**WHAT YOU HAVE TO DO**
Read the records below and report each line in which "const" occurs.

(Collected data)
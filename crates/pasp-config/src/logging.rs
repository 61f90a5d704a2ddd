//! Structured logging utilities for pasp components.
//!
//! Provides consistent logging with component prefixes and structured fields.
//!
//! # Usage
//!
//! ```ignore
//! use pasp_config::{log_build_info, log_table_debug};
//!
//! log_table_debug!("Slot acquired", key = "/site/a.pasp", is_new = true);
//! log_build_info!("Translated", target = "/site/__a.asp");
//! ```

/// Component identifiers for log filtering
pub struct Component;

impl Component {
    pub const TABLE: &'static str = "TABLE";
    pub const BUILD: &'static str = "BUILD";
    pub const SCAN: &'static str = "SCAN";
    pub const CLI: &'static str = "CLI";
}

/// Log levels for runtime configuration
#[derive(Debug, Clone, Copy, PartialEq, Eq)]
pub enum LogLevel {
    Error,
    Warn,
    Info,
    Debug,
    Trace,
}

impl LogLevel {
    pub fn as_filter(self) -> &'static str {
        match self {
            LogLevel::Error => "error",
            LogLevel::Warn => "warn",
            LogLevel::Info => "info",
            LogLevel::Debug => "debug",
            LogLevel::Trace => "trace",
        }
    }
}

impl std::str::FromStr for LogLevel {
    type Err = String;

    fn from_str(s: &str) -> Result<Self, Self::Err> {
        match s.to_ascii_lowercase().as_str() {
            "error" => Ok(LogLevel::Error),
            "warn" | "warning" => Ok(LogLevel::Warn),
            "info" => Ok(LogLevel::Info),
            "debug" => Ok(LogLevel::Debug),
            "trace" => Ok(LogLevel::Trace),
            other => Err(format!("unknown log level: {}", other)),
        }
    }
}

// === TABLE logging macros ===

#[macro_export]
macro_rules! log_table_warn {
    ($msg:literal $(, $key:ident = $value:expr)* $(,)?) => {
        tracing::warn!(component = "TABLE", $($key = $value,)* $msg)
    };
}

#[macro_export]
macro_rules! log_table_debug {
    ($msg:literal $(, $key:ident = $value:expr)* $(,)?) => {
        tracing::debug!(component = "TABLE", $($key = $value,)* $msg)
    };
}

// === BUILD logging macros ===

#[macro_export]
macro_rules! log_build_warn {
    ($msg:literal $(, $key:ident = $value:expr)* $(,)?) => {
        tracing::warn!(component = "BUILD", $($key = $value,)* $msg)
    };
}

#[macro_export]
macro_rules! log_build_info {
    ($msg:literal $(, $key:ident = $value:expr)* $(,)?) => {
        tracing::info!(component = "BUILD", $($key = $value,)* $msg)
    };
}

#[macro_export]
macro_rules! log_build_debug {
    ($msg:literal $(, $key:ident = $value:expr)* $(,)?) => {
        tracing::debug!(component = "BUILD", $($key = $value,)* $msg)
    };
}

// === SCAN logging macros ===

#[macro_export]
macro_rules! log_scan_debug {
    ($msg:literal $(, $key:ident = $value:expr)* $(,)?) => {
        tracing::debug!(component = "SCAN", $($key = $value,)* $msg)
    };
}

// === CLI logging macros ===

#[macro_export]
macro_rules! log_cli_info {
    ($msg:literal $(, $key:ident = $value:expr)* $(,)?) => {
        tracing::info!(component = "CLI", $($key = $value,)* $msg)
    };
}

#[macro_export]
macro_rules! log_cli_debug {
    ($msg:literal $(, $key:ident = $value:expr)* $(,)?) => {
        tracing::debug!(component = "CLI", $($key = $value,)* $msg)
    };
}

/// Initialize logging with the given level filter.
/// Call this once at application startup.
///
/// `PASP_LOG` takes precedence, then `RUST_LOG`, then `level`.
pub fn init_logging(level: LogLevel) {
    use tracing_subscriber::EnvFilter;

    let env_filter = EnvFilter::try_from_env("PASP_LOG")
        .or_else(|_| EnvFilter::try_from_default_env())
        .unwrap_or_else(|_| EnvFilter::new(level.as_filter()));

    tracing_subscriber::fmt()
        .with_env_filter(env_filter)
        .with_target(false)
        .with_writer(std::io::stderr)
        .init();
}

**WORKED SOLUTION**
    pub const TABLE: &'static str = "TABLE";
    pub const BUILD: &'static str = "BUILD";
    pub const SCAN: &'static str = "SCAN";
    pub const CLI: &'static str = "CLI";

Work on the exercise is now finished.